2013-04-09 08:23 China Daily     Web Editor: qindexing comment
A man at a brokerage in Nanjing, Jiangsu province. The Shanghai Composite Index closed at 2,211.59 on Monday, down by 0.62 percent. Liu Yifan/For China Daily

A man at a brokerage in Nanjing, Jiangsu province. The Shanghai Composite Index closed at 2,211.59 on Monday, down by 0.62 percent. Liu Yifan/For China Daily

Despite a late-afternoon rally, Chinese stocks slumped to their lowest level in 2013 on Monday, with sectors such as aviation and hospitality hit hardest by the bird flu scare.

The market opened after the three-day holiday break down 1.31 percent on the previous close. Prices stabilized somewhat after the lunch break, with the Shanghai Composite Index closing at 2,211.59, down 0.62 percent from 2,225.30 on the last trading day before the holiday. Daily turnover reached 73.7 billion yuan ($11.9 billion), up from 68.8 billion yuan previously.

Li Xin, an analyst with Changjiang Securities, said: "Currently, there is no effective way to curb the spread of new H7N9 bird flu. Some investors are worried it may lead to disasters like the SARS epidemic. Thus, it is natural that shares in the tourism and aviation industries fall. The index may fall even further if more economic data turn out to be discouraging.

Xun Yugen, an analyst with Haitong Securities, said it still takes time to evaluate the effect of bird flu.

In the 2003 SARS outbreak, sectors including retail, aviation, hospitality, farming, forestry, husbandry and fisheries saw the biggest drop. Pharmaceutical stocks rose in the early stages of the outbreak, but did not maintain strong growth in the middle and latter stages.

Analysts said they believe that weaker-than-expected growth indicators have also contributed to the depressed market.

China's official manufacturing Purchasing Managers' Index rose to an 11-month high of 50.9 in March, according to the National Bureau of Statistics.

Although it is above the 50-point level that indicates growth, it missed expectations. Analysts said this indicates the economic rebound remains fragile, with unsteady foreign demand for Chinese exports remaining a constraint.
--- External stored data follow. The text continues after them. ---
//! Cop gate for host-mutating IPC operations.
//!
//! Every operation that changes host state outside the agent's workspace
//! passes its payload summary to the Cop before execution. A flagged
//! verdict does not deny outright — it escalates to human approval via the
//! pending-file protocol, with `handler_type = "ipc"` so an approval
//! re-enters the dispatch registry with `_cop_approved` set.

use std::sync::Arc;

use pynchy_security::approval::{create_pending_approval, format_approval_notification};
use pynchy_store::SecurityEvent;
use serde_json::Value;
use tracing::{info, warn};

use crate::deps::IpcDeps;

/// Returns `true` when the operation may proceed now. `false` means a
/// pending approval was created (or the request was malformed) and the
/// handler must stop without writing a response.
pub async fn cop_gate(
    operation: &str,
    payload_summary: &str,
    data: &Value,
    source_group: &str,
    deps: &Arc<IpcDeps>,
) -> bool {
    if data.get("_cop_approved").and_then(|v| v.as_bool()) == Some(true) {
        return true;
    }

    let verdict = deps.cop.inspect_outbound(operation, payload_summary).await;
    if !verdict.flagged {
        return true;
    }

    let Some(request_id) = data.get("request_id").and_then(|v| v.as_str()) else {
        warn!(operation, source_group, "cop flagged request without request_id — dropped");
        return false;
    };

    let chat_jid = deps
        .resolve_chat_jid(source_group)
        .unwrap_or_else(|| "unknown".to_string());

    let short_id = match create_pending_approval(
        &deps.config.ipc_root(),
        request_id,
        operation,
        source_group,
        &chat_jid,
        data.clone(),
        "ipc",
    ) {
        Ok(short_id) => short_id,
        Err(e) => {
            warn!(operation, error = %e, "failed to create pending approval");
            return false;
        }
    };

    let notification = format_approval_notification(operation, data, &short_id);
    deps.broadcaster.broadcast(&chat_jid, &notification).await;

    let _ = deps.store.record_security_event(&SecurityEvent {
        chat_jid,
        workspace: source_group.to_string(),
        tool_name: operation.to_string(),
        decision: "approval_requested".into(),
        corruption_tainted: false,
        secret_tainted: false,
        reason: verdict.reason.clone(),
        request_id: Some(request_id.to_string()),
    });

    info!(
        operation,
        source_group,
        short_id,
        reason = verdict.reason.as_deref().unwrap_or(""),
        "cop flagged host-mutating operation — awaiting human"
    );
    false
}
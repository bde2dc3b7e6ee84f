//! Workspace registration.

use std::sync::Arc;

use chrono::Utc;
use pynchy_core::types::{ContainerOverrides, WorkspaceProfile};
use serde_json::Value;
use tracing::{info, warn};

use crate::deps::IpcDeps;
use crate::handlers::cop_gate::cop_gate;
use crate::write::{error_response, ipc_response_path, write_ipc_response};

fn respond(deps: &Arc<IpcDeps>, group: &str, data: &Value, body: Value) {
    if let Some(request_id) = data.get("request_id").and_then(|v| v.as_str()) {
        let path = ipc_response_path(&deps.config.ipc_root(), group, request_id);
        if let Err(e) = write_ipc_response(&path, &body) {
            warn!(group, request_id, error = %e, "failed to write IPC response");
        }
    }
}

/// `register_group` — create or update a workspace profile. Admin-only;
/// the payload passes the Cop because a registration can grant reach.
pub async fn handle_register_group(
    data: Value,
    source_group: String,
    is_admin: bool,
    deps: Arc<IpcDeps>,
) {
    if !is_admin {
        warn!(source = %source_group, "unauthorized register_group attempt");
        let _ = deps.store.record_security_event(&pynchy_store::SecurityEvent {
            chat_jid: deps.resolve_chat_jid(&source_group).unwrap_or_default(),
            workspace: source_group.clone(),
            tool_name: "register_group".into(),
            decision: "admin_denied".into(),
            corruption_tainted: false,
            secret_tainted: false,
            reason: None,
            request_id: data.get("request_id").and_then(|v| v.as_str()).map(String::from),
        });
        respond(&deps, &source_group, &data, error_response("Admin only"));
        return;
    }

    let jid = data.get("jid").and_then(|v| v.as_str()).unwrap_or_default().to_string();
    let name = data.get("name").and_then(|v| v.as_str()).unwrap_or_default().to_string();
    let folder = data.get("folder").and_then(|v| v.as_str()).unwrap_or_default().to_string();

    let summary = format!(
        "jid={jid}, name={name}, folder={folder}, is_admin={}",
        data.get("is_admin").and_then(|v| v.as_bool()).unwrap_or(false)
    );
    if !cop_gate("register_group", &summary, &data, &source_group, &deps).await {
        return;
    }

    if jid.is_empty() || name.is_empty() || folder.is_empty() {
        respond(&deps, &source_group, &data, error_response("Missing jid, name, or folder"));
        return;
    }

    let profile = WorkspaceProfile {
        jid: jid.clone(),
        name,
        folder: folder.clone(),
        trigger: data
            .get("trigger")
            .and_then(|v| v.as_str())
            .unwrap_or("@pynchy")
            .to_string(),
        is_admin: data.get("is_admin").and_then(|v| v.as_bool()).unwrap_or(false),
        container_config: data
            .get("container_config")
            .and_then(|v| serde_json::from_value::<ContainerOverrides>(v.clone()).ok()),
        added_at: Utc::now(),
    };

    if let Err(e) = deps.store.set_registered_group(&profile) {
        respond(&deps, &source_group, &data, error_response(format!("Store error: {e}")));
        return;
    }
    (deps.on_refresh_groups)();

    info!(jid = %jid, folder = %folder, "workspace registered via IPC");
    respond(&deps, &source_group, &data, serde_json::json!({ "ok": true, "jid": jid }));
}
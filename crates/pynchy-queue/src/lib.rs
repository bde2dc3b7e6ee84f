//! Per-workspace work queue and scheduler.
//!
//! Three invariants hold at all times:
//!
//! 1. At most one container runs per workspace.
//! 2. At most `max_concurrent` containers run process-wide.
//! 3. Within a workspace, pending tasks drain before fresh message checks.
//!
//! Failed message processing retries with exponential backoff
//! (`base_retry_seconds * 2^attempt`, up to [`MAX_RETRIES`] attempts);
//! after that the workspace is left alone until a fresh enqueue arrives.

use std::collections::{HashMap, VecDeque};
use std::future::Future;
use std::pin::Pin;
use std::sync::atomic::{AtomicBool, Ordering};
use std::sync::{Arc, Mutex};
use std::time::Duration;

use tokio::sync::Semaphore;
use tokio::task::JoinHandle;
use tracing::{debug, error, info, warn};

pub type BoxFuture<T> = Pin<Box<dyn Future<Output = T> + Send>>;

/// Invoked to process pending messages for a jid. Returns `false` to
/// request a retry with backoff.
pub type MessageProcessor = Arc<dyn Fn(String) -> BoxFuture<bool> + Send + Sync>;

/// Invoked to stop the active container for a jid, if any.
pub type StopFn = Arc<dyn Fn(String) -> BoxFuture<()> + Send + Sync>;

/// A queued ad-hoc task: invoked once during the drain, ahead of message
/// processing.
pub type TaskProducer = Box<dyn FnOnce() -> BoxFuture<()> + Send>;

/// Message-check retry ceiling (initial attempt not counted).
pub const MAX_RETRIES: u32 = 5;

struct QueuedTask {
    id: String,
    producer: TaskProducer,
}

#[derive(Default)]
struct GroupState {
    tasks: VecDeque<QueuedTask>,
    needs_message_check: bool,
    active: bool,
    /// True while the drain loop is running a queued task (not a message
    /// check); routes notices that depend on invocation kind.
    running_task: bool,
    attempt: u32,
    retry_handle: Option<JoinHandle<()>>,
}

struct Inner {
    states: Mutex<HashMap<String, GroupState>>,
    semaphore: Arc<Semaphore>,
    process_fn: Mutex<Option<MessageProcessor>>,
    stop_fn: Mutex<Option<StopFn>>,
    drains: Mutex<HashMap<String, JoinHandle<()>>>,
    base_retry_seconds: f64,
    stopped: AtomicBool,
}

/// Serializes container work per workspace under a global concurrency cap.
#[derive(Clone)]
pub struct GroupQueue {
    inner: Arc<Inner>,
}
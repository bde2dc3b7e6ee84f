//! Host-side service tool registry and the capability-trait
//! implementations injected into the IPC handlers.

use std::collections::HashMap;
use std::sync::Arc;

use async_trait::async_trait;
use pynchy_ipc::{Broadcaster, ContainerControl, ServiceRouter, WorktreeOps};
use serde_json::Value;
use tracing::info;

use crate::app::App;

type ServiceHandler =
    Arc<dyn Fn(Value) -> futures_util::future::BoxFuture<'static, Result<Value, String>> + Send + Sync>;

/// Static registry of host-side tools populated at startup. Plugins
/// contribute entries through `register`; there is no runtime reload.
#[derive(Default)]
pub struct ServiceRegistry {
    tools: HashMap<String, ServiceHandler>,
}

impl ServiceRegistry {
    pub fn new() -> Self {
        Self::default()
    }

    pub fn register(&mut self, name: &str, handler: ServiceHandler) {
        info!(tool = name, "service tool registered");
        self.tools.insert(name.to_string(), handler);
    }
}

#[async_trait]
impl ServiceRouter for ServiceRegistry {
    fn has_tool(&self, tool: &str) -> bool {
        self.tools.contains_key(tool)
    }

    async fn call(&self, tool: &str, payload: Value) -> Result<Value, String> {
        match self.tools.get(tool) {
            Some(handler) => handler(payload).await,
            None => Err(format!("Unknown service tool: {tool}")),
        }
    }
}

/// Fan-out capability handed to IPC handlers.
pub struct AppBroadcaster(pub Arc<App>);

#[async_trait]
impl Broadcaster for AppBroadcaster {
    async fn broadcast(&self, chat_jid: &str, text: &str) {
        self.0.fanout.broadcast(chat_jid, text, true).await;
    }
}

/// Container close capability: drop the `_close` sentinel into the
/// active container's input directory.
pub struct AppContainerControl(pub Arc<App>);

#[async_trait]
impl ContainerControl for AppContainerControl {
    async fn request_close(&self, folder: &str) {
        if let Some(active) = self.0.active.get(folder) {
            pynchy_container::spawn::write_close_sentinel(&active.input_dir);
        }
    }
}

/// Worktree sync capability: merge or PR per the workspace's policy,
/// then rebase-or-notify the sibling worktrees.
pub struct AppWorktreeOps(pub Arc<App>);

#[async_trait]
impl WorktreeOps for AppWorktreeOps {
    async fn sync_to_main(&self, folder: &str) -> Result<String, String> {
        let app = &self.0;
        let policy = app.config.resolve_workspace(folder).git_policy;
        let action = app
            .worktrees
            .merge_worktree_to_main(folder, policy)
            .await
            .map_err(|e| e.to_string())?;

        let summary = match &action {
            pynchy_git::GitPolicyAction::NothingToMerge => "Nothing to merge".to_string(),
            pynchy_git::GitPolicyAction::Merged { commits } => {
                format!("Merged {commits} commit(s) into main")
            }
            pynchy_git::GitPolicyAction::PushedForReview => {
                "Branch pushed; pull request opened".to_string()
            }
        };

        if matches!(action, pynchy_git::GitPolicyAction::Merged { .. }) {
            let folders: Vec<String> = app
                .workspaces
                .read()
                .unwrap()
                .values()
                .filter(|p| app.config.resolve_workspace(&p.folder).project_access)
                .map(|p| p.folder.clone())
                .collect();
            let notifier = crate::notify::AppWorktreeNotifier(Arc::clone(app));
            pynchy_git::broadcast_rebase_to_worktrees(
                &app.worktrees,
                folder,
                &folders,
                &notifier,
            )
            .await;
        }

        Ok(summary)
    }
}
"The official PMI figure shows weaker-than-expected growth, and a recent move to tighten rules covering wealth management products by the banking watchdog is adding uncertainty to liquidity. The market will appear cautious in the short term," Xun said in the report.

Most analysts said they believe that in the short term, foreign funds will flow out of China's equity market.

A report by Shenyin & Wanguo Securities on Monday said: "Funds are more likely to flow into Japan on a monetary easing theme, and to the US bond market. As long as the effect caused by the China Banking Regulatory Commission in cleaning off-balance sheet assets remains, and bird flu remains uncontrolled, foreign capital will continue to flow out of China's stock market."